## Goal of the exercise
Below are some records. Say in a single number how many of their lines include the word "return".

(Collected data entries)
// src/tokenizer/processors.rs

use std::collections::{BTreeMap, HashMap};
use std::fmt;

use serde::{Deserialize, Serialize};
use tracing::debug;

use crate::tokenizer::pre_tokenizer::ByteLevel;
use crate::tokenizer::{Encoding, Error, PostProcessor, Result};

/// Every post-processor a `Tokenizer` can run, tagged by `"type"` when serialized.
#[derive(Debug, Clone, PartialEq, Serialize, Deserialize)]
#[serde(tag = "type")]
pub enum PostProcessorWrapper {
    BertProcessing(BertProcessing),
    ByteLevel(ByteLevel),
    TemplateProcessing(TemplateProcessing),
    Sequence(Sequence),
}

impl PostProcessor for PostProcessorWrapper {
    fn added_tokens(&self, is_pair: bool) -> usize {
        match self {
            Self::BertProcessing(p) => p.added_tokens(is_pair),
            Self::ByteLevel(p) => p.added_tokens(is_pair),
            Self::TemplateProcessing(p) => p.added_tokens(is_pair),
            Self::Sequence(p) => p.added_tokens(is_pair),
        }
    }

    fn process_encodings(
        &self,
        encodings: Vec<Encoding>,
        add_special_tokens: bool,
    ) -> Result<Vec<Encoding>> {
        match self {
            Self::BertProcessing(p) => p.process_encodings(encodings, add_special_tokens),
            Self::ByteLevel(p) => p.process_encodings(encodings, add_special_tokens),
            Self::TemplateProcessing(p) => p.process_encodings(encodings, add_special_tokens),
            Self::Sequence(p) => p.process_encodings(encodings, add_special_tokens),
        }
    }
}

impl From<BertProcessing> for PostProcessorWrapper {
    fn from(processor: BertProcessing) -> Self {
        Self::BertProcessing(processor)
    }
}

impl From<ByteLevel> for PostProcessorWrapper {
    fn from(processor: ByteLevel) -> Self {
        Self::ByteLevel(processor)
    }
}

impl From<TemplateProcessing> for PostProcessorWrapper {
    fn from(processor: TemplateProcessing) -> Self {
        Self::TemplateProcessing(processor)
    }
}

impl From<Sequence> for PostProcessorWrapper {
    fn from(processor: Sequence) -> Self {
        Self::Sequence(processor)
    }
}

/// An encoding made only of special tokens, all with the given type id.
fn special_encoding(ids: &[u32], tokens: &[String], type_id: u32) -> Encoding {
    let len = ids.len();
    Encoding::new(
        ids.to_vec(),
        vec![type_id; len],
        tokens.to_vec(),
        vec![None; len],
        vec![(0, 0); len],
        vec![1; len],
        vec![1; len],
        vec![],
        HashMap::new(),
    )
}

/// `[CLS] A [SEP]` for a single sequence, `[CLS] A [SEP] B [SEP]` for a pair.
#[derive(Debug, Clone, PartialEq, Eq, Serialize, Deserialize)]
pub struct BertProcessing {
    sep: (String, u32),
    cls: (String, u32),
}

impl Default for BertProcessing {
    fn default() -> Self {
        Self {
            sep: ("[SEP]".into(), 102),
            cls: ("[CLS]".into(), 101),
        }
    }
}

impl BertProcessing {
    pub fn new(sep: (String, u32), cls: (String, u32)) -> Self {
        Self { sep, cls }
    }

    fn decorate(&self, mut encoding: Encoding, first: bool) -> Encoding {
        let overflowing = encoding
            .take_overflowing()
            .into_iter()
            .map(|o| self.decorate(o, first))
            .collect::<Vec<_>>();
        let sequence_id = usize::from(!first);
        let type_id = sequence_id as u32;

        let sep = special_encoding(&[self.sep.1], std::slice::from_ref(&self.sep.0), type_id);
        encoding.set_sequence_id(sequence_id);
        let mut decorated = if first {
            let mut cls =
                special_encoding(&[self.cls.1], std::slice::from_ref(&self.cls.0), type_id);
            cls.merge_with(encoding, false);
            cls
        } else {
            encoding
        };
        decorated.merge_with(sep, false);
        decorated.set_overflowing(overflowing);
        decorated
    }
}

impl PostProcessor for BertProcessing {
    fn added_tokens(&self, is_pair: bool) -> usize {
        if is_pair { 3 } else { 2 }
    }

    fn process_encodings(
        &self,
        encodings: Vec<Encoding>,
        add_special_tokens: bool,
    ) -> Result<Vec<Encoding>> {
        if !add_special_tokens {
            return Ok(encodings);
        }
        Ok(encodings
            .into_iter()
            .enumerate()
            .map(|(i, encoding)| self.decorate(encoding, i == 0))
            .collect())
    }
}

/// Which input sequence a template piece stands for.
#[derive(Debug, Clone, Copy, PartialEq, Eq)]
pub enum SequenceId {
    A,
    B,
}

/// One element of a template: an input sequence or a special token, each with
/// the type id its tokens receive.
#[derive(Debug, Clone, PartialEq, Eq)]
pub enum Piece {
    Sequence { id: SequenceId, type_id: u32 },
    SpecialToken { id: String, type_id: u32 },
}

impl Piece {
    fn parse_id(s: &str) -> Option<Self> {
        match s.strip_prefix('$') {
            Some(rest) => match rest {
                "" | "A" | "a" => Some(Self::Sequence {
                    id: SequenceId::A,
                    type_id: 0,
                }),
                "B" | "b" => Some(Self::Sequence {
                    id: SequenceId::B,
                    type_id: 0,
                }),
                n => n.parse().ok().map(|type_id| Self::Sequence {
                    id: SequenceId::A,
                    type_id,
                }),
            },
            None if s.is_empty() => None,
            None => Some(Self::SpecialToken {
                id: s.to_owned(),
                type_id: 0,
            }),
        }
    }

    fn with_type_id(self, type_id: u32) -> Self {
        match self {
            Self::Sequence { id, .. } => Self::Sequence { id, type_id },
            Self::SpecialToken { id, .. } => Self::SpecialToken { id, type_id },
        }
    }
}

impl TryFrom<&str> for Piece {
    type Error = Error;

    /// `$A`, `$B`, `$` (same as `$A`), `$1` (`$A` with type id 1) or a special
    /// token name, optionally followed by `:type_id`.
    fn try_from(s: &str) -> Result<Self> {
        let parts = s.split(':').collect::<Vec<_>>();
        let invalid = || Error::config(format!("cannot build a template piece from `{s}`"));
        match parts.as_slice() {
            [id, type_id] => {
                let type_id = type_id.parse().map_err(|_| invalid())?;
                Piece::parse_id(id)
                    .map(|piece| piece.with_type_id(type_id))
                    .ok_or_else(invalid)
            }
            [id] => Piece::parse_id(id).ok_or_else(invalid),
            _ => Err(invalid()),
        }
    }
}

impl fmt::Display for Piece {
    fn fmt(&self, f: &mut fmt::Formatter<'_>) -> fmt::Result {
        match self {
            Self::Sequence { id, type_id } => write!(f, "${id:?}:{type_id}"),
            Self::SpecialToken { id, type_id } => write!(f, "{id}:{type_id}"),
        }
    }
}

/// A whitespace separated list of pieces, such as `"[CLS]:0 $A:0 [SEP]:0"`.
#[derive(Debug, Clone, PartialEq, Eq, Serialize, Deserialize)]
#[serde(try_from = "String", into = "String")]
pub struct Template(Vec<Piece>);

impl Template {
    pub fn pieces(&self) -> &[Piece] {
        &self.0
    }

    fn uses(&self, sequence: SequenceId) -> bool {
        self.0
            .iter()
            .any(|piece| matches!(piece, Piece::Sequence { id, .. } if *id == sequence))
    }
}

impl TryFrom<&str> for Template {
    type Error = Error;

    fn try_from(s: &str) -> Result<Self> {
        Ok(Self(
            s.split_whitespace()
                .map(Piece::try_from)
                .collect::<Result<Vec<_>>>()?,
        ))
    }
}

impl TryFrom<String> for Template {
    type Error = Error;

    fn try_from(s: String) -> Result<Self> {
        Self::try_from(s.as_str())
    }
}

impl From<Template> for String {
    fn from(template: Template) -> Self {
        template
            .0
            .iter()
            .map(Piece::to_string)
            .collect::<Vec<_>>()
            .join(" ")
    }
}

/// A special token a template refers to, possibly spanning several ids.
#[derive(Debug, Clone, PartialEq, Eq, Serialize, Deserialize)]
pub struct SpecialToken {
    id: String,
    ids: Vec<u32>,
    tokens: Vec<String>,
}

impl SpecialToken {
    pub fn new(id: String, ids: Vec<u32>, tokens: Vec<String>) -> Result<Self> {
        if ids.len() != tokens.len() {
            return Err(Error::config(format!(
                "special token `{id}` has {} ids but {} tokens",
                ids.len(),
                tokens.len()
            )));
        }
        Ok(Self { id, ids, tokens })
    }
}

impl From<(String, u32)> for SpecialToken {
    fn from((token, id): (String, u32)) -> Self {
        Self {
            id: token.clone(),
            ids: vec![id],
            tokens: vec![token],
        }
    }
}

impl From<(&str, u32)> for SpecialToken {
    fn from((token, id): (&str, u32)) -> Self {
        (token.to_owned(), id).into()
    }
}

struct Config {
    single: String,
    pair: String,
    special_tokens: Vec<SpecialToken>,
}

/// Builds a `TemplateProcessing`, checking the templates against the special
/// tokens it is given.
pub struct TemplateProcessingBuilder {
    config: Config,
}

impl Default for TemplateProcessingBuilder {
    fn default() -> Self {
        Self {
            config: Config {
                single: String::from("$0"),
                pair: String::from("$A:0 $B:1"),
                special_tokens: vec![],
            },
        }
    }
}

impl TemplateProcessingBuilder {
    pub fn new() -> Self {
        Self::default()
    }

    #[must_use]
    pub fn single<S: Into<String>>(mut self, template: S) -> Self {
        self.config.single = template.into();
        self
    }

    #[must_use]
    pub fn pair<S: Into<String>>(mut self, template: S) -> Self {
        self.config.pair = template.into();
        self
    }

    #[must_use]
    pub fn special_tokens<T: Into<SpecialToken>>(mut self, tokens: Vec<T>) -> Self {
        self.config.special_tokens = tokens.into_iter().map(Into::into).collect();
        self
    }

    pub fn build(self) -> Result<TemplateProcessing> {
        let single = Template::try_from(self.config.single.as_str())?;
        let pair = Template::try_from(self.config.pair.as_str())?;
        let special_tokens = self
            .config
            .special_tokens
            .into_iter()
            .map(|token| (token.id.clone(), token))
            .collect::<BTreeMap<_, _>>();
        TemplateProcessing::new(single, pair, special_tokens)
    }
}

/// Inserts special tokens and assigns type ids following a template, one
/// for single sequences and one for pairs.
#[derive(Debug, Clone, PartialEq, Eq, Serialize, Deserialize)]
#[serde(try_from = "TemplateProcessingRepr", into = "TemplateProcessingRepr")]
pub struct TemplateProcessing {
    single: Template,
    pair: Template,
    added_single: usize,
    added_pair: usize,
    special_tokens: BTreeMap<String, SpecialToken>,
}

## Result below
2